Data science juniors often focus on understanding how libraries like Scikit-Learn, Numpy, and Pandas work. Many MOOCs push a lot on concepts that revolve around the latter, leaving out the management component of a data science project.

As much as a junior may know about algorithms, libraries and programming in general, the success of a project is also related to its structure. A confusing structure can impact significantly the performance of the analyst, who must continually orientate himself among a huge amount of files and TO-DOs. This is even more emphasized if more people are involved in the project.

In this article, I will share my boilerplate for structuring data science projects. This organization is inspired by the work of Abhishek Thakur (@abhi1thakur on Twitter), Kaggle’s well-known Grandmaster, from his book Approaching Almost Any Machine Learning Problem (highly recommended — read here).

While many data scientists use Jupyter to work on their projects, we will use an IDE such as VSCode or PyCharm. Jupyter and its notebooks will only be used for exploratory analysis and graph generation. In this way, we can focus on creating a plug & play template that with a few small changes can be adapted to almost any data science problem.

Project Structure

Let’s see the structure of files and folders.
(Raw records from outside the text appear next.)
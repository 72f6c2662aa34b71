//! Integration tests for the `vivid-cred` binary.

mod helpers;

use serde_json::Value;

#[test]
fn test_check_accepts_strong_password() {
    let out = helpers::run_cli(
        &["check", "--username", "john", "--display-name", "John Doe", "--password-stdin"],
        "SecurePass123\n",
    );
    assert_eq!(out.code, 0, "stderr: {}", out.stderr);
    assert!(out.stdout.contains("Password accepted"));
}

#[test]
fn test_check_rejection_json() {
    let out = helpers::run_cli(
        &["--format", "json", "check", "--username", "john", "--password-stdin"],
        "John1234\n",
    );
    assert_eq!(out.code, 2, "stderr: {}", out.stderr);

    let json: Value = serde_json::from_str(&out.stdout).expect("json output");
    assert_eq!(json["accepted"], false);
    assert_eq!(json["reason"], "contains_username");
}

#[test]
fn test_hash_then_verify() {
    let hashed = helpers::run_cli(
        &["hash", "--username", "john", "--password-stdin"],
        "SecurePass123\n",
    );
    assert_eq!(hashed.code, 0, "stderr: {}", hashed.stderr);
    let record = hashed.stdout.trim().to_string();
    assert!(record.starts_with("$argon2id$"));

    let ok = helpers::run_cli(
        &["verify", "--record", &record, "--password-stdin"],
        "SecurePass123\n",
    );
    assert_eq!(ok.code, 0, "stderr: {}", ok.stderr);

    let wrong = helpers::run_cli(
        &["--format", "json", "verify", "--record", &record, "--password-stdin"],
        "SecurePass124\n",
    );
    assert_eq!(wrong.code, 3, "stderr: {}", wrong.stderr);
    let json: Value = serde_json::from_str(&wrong.stdout).expect("json output");
    assert_eq!(json["matched"], false);
    assert_eq!(json["needs_rehash"], false);
}

#[test]
fn test_hash_refuses_rejected_password() {
    let out = helpers::run_cli(
        &["hash", "--username", "john", "--password-stdin"],
        "password\n",
    );
    assert_eq!(out.code, 2);
    assert!(!out.stdout.contains("$argon2"));
}

#[test]
fn test_verify_garbage_record() {
    let out = helpers::run_cli(
        &["verify", "--record", "garbage", "--password-stdin"],
        "SecurePass123\n",
    );
    assert_eq!(out.code, 3);
    assert!(out.stdout.contains("does not match"));
}

#[test]
fn test_config_show_json() {
    let out = helpers::run_cli(&["--format", "json", "config", "show"], "");
    assert_eq!(out.code, 0, "stderr: {}", out.stderr);

    let json: Value = serde_json::from_str(&out.stdout).expect("json output");
    assert_eq!(json["hashing"]["memory_kib"], 64);
    assert_eq!(json["hashing"]["algorithm"], "argon2id");
    assert_eq!(json["policy"]["min_length"], 8);
}
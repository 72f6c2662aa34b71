//! CLI command definitions and dispatch.

pub mod check;
pub mod config;
pub mod hash;
pub mod verify;

use std::io::BufRead;

use clap::{Parser, Subcommand};
use zeroize::Zeroizing;

use crate::output::OutputFormat;
use vivid_core::config::AppConfig;
use vivid_core::error::AppError;
use vivid_core::result::AppResult;

/// Command completed and the check passed.
pub const EXIT_SUCCESS: i32 = 0;
/// Configuration, I/O, or hashing backend failure.
pub const EXIT_FAILURE: i32 = 1;
/// The strength policy rejected the password.
pub const EXIT_REJECTED: i32 = 2;
/// The password did not match the credential record.
pub const EXIT_MISMATCH: i32 = 3;

/// VividVerse credentials — password policy checks and credential records
#[derive(Debug, Parser)]
#[command(name = "vivid-cred", version, about, long_about = None)]
pub struct Cli {
    /// Path to configuration file
    #[arg(short, long, default_value = "config/default.toml")]
    pub config: String,

    /// Output format
    #[arg(short, long, value_enum, default_value = "text")]
    pub format: OutputFormat,

    /// Subcommand to execute
    #[command(subcommand)]
    pub command: Commands,
}

/// Top-level commands
#[derive(Debug, Subcommand)]
pub enum Commands {
    /// Evaluate a password against the strength policy
    Check(check::CheckArgs),
    /// Evaluate and hash a password into a credential record
    Hash(hash::HashArgs),
    /// Verify a password against a credential record
    Verify(verify::VerifyArgs),
    /// Configuration management
    Config(config::ConfigArgs),
}

impl Cli {
    /// Execute the CLI command, returning the process exit code
    pub async fn execute(&self, config: &AppConfig) -> AppResult<i32> {
        match &self.command {
            Commands::Check(args) => check::execute(args, config, self.format),
            Commands::Hash(args) => hash::execute(args, config, self.format).await,
            Commands::Verify(args) => verify::execute(args, config, self.format).await,
            Commands::Config(args) => config::execute(args, config, self.format),
        }
    }
}

/// Helper: read a password from stdin (first line) or an interactive prompt
pub fn read_password(
    from_stdin: bool,
    prompt: &str,
    confirm: bool,
) -> Result<Zeroizing<String>, AppError> {
    if from_stdin {
        let mut line = Zeroizing::new(String::new());
        std::io::stdin().lock().read_line(&mut line)?;
        return Ok(Zeroizing::new(
            line.trim_end_matches(['\r', '\n']).to_string(),
        ));
    }

    let mut input = dialoguer::Password::new()
        .with_prompt(prompt)
        .allow_empty_password(true);
    if confirm {
        input = input.with_confirmation("Confirm password", "Passwords do not match");
    }

    input
        .interact()
        .map(Zeroizing::new)
        .map_err(|e| AppError::internal(format!("Failed to read password: {}", e)))
}
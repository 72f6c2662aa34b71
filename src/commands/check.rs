//! Strength policy check command.

use clap::Args;

use crate::output::{self, OutputFormat};
use vivid_auth::password::StrengthPolicy;
use vivid_core::config::AppConfig;
use vivid_core::result::AppResult;

/// Arguments for the check command
#[derive(Debug, Args)]
pub struct CheckArgs {
    /// Account username
    #[arg(short, long)]
    pub username: String,

    /// Account display name
    #[arg(short, long)]
    pub display_name: Option<String>,

    /// Read the password from the first line of stdin instead of prompting
    #[arg(long)]
    pub password_stdin: bool,
}

/// Execute the check command
pub fn execute(
    args: &CheckArgs,
    config: &AppConfig,
    format: OutputFormat,
) -> AppResult<i32> {
    let password = super::read_password(args.password_stdin, "Password", false)?;
    let policy = StrengthPolicy::new(&config.policy);

    let verdict = policy.evaluate(&password, &args.username, args.display_name.as_deref());

    match format {
        OutputFormat::Json => output::print_json(&verdict),
        OutputFormat::Text => {
            if verdict.is_accepted() {
                output::print_success("Password accepted");
            } else {
                output::print_failure(&format!(
                    "Password rejected ({})",
                    verdict.reason()
                ));
                if let Some(detail) = verdict.detail() {
                    output::print_kv("Detail", detail);
                }
            }
        }
    }

    if verdict.is_accepted() {
        Ok(super::EXIT_SUCCESS)
    } else {
        Ok(super::EXIT_REJECTED)
    }
}
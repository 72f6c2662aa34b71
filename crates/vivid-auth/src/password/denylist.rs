//! Known-weak passwords rejected by exact, case-insensitive match.

use std::collections::HashSet;

/// Built-in list of common passwords.
pub const BUILTIN_DENYLIST: &[&str] = &[
    "password",
    "123456",
    "123456789",
    "qwerty",
    "abc123",
    "password123",
    "admin",
    "letmein",
    "welcome",
    "monkey",
    "dragon",
    "master",
    "hello",
    "freedom",
    "whatever",
    "qwerty123",
    "trustno1",
    "jordan",
    "harley",
    "ranger",
    "iwantu",
    "jennifer",
    "joshua",
    "maggie",
    "password1",
    "robert",
    "daniel",
    "heather",
    "michelle",
    "charlie",
];

/// A set of lowercased passwords that must never be accepted.
#[derive(Debug, Clone, Default)]
pub struct Denylist {
    entries: HashSet<String>,
}

impl Denylist {
    /// Creates an empty denylist.
    pub fn new() -> Self {
        Self::default()
    }

    /// Creates a denylist holding [`BUILTIN_DENYLIST`].
    pub fn builtin() -> Self {
        let mut list = Self::new();
        list.extend(BUILTIN_DENYLIST.iter().copied());
        list
    }

    /// Adds entries, lowercasing each one. Blank entries are ignored.
    pub fn extend<I, S>(&mut self, entries: I)
    where
        I: IntoIterator<Item = S>,
        S: AsRef<str>,
    {
        for entry in entries {
            let entry = entry.as_ref().trim();
            if !entry.is_empty() {
                self.entries.insert(entry.to_lowercase());
            }
        }
    }

    /// Returns `true` if `password_lower` is denylisted.
    ///
    /// The argument must already be lowercased.
    pub fn contains(&self, password_lower: &str) -> bool {
        self.entries.contains(password_lower)
    }

    /// Number of distinct entries.
    pub fn len(&self) -> usize {
        self.entries.len()
    }

    /// Whether the list has no entries.
    pub fn is_empty(&self) -> bool {
        self.entries.is_empty()
    }
}

#[cfg(test)]
mod tests {
    use super::*;

    #[test]
    fn test_builtin_contains_common_passwords() {
        let list = Denylist::builtin();
        assert_eq!(list.len(), BUILTIN_DENYLIST.len());
        assert!(list.contains("password"));
        assert!(list.contains("qwerty123"));
        assert!(!list.contains("securepass123"));
    }

    #[test]
    fn test_extend_lowercases_and_skips_blank() {
        let mut list = Denylist::new();
        list.extend(["VividVerse2024", "  ", ""]);
        assert_eq!(list.len(), 1);
        assert!(list.contains("vividverse2024"));
        assert!(!list.contains("VividVerse2024"));
    }
}
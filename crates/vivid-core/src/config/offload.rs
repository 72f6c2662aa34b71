//! Blocking offload pool configuration.

use serde::{Deserialize, Serialize};

use crate::error::AppError;

/// Bounds the number of hash/verify jobs running on the blocking pool.
#[derive(Debug, Clone, Serialize, Deserialize)]
pub struct OffloadConfig {
    /// Maximum concurrent hash or verify jobs.
    #[serde(default = "default_max_concurrent")]
    pub max_concurrent: usize,
}

impl OffloadConfig {
    /// Validates the pool size.
    pub fn validate(&self) -> Result<(), AppError> {
        if self.max_concurrent == 0 {
            return Err(AppError::configuration(
                "offload.max_concurrent must be at least 1",
            ));
        }
        Ok(())
    }
}

impl Default for OffloadConfig {
    fn default() -> Self {
        Self {
            max_concurrent: default_max_concurrent(),
        }
    }
}

fn default_max_concurrent() -> usize {
    4
}
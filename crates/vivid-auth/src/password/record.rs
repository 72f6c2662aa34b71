//! Opaque, self-describing credential records.

use std::fmt;

use serde::{Deserialize, Serialize};

/// A stored credential in PHC string format
/// (`$argon2id$v=19$m=19456,t=2,p=1$<salt>$<digest>`).
///
/// The record carries the algorithm, cost, salt, and digest, so verification
/// needs nothing else. It is safe to persist verbatim and is never parsed by
/// callers. Replace it wholesale on password change.
#[derive(Clone, PartialEq, Eq, Serialize, Deserialize)]
#[serde(transparent)]
pub struct CredentialRecord(String);

impl CredentialRecord {
    /// Wraps a record loaded from storage. No validation happens here; a
    /// malformed record simply never verifies.
    pub fn from_stored(record: impl Into<String>) -> Self {
        Self(record.into())
    }

    /// The record text, for persistence.
    pub fn as_str(&self) -> &str {
        &self.0
    }

    /// Consumes the record, returning the text.
    pub fn into_string(self) -> String {
        self.0
    }

    /// Whether the record is empty.
    pub fn is_empty(&self) -> bool {
        self.0.is_empty()
    }

    /// The algorithm tag, if the record looks like a PHC string.
    pub fn algorithm(&self) -> Option<&str> {
        self.0
            .strip_prefix('$')
            .and_then(|rest| rest.split('$').next())
            .filter(|tag| !tag.is_empty())
    }
}

impl fmt::Debug for CredentialRecord {
    fn fmt(&self, f: &mut fmt::Formatter<'_>) -> fmt::Result {
        f.debug_tuple("CredentialRecord")
            .field(&self.algorithm().unwrap_or("unknown"))
            .finish()
    }
}

impl fmt::Display for CredentialRecord {
    fn fmt(&self, f: &mut fmt::Formatter<'_>) -> fmt::Result {
        f.write_str(&self.0)
    }
}

#[cfg(test)]
mod tests {
    use super::*;

    const SAMPLE: &str = "$argon2id$v=19$m=19456,t=2,p=1$c2FsdHNhbHQ$aGFzaGhhc2hoYXNo";

    #[test]
    fn test_algorithm_tag() {
        assert_eq!(
            CredentialRecord::from_stored(SAMPLE).algorithm(),
            Some("argon2id")
        );
        assert_eq!(CredentialRecord::from_stored("garbage").algorithm(), None);
        assert_eq!(CredentialRecord::from_stored("$$").algorithm(), None);
        assert_eq!(CredentialRecord::from_stored("").algorithm(), None);
    }

    #[test]
    fn test_debug_hides_digest() {
        let debug = format!("{:?}", CredentialRecord::from_stored(SAMPLE));
        assert_eq!(debug, "CredentialRecord(\"argon2id\")");
    }

    #[test]
    fn test_serde_transparent() {
        let record = CredentialRecord::from_stored(SAMPLE);
        let json = serde_json::to_string(&record).expect("serialize");
        assert_eq!(json, format!("\"{SAMPLE}\""));
        let parsed: CredentialRecord = serde_json::from_str(&json).expect("deserialize");
        assert_eq!(parsed, record);
    }
}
Let’s create a folder with the name of our project — in our case we will call it project. In project, we will have this structure:

The input folder will contain the data and material source files related to the project dataset.

The src folder will instead contain all the actual work files.

  • train.py: this script will train the model chosen by tune_model.py. It will return a model saved to disk in pickle format

  • predict.py: is the script to call to make a prediction with the model generated by train.py

  • model_selection.py: in this script we will write code that will return a reference for the best performing model for our dataset

  • tune_model.py: will serve to pass the result of model_selection.py to the hyperparameter optimization pipeline

  • utils.py: it will contain all our helper functions that we will need during the project

The models folder will contain the models returned by train.py and saved in pickle format.

Notebooks will be our exploration environment where we will place all our .ipynb notebooks.

README.md instead will be our “instruction manual” — here we will insert the necessary documentation to communicate the behavior of our software.

How To Use This Boilerplate

I typically start a data science / ML project by creating the README.md file. It is critically important to use it to document every step of our process. In the initial stages I use it as a collector of ideas, starting with a brainstorming activity, and then slowly skimming it, eventually coming to have a simple but straight-to-the-point documentation.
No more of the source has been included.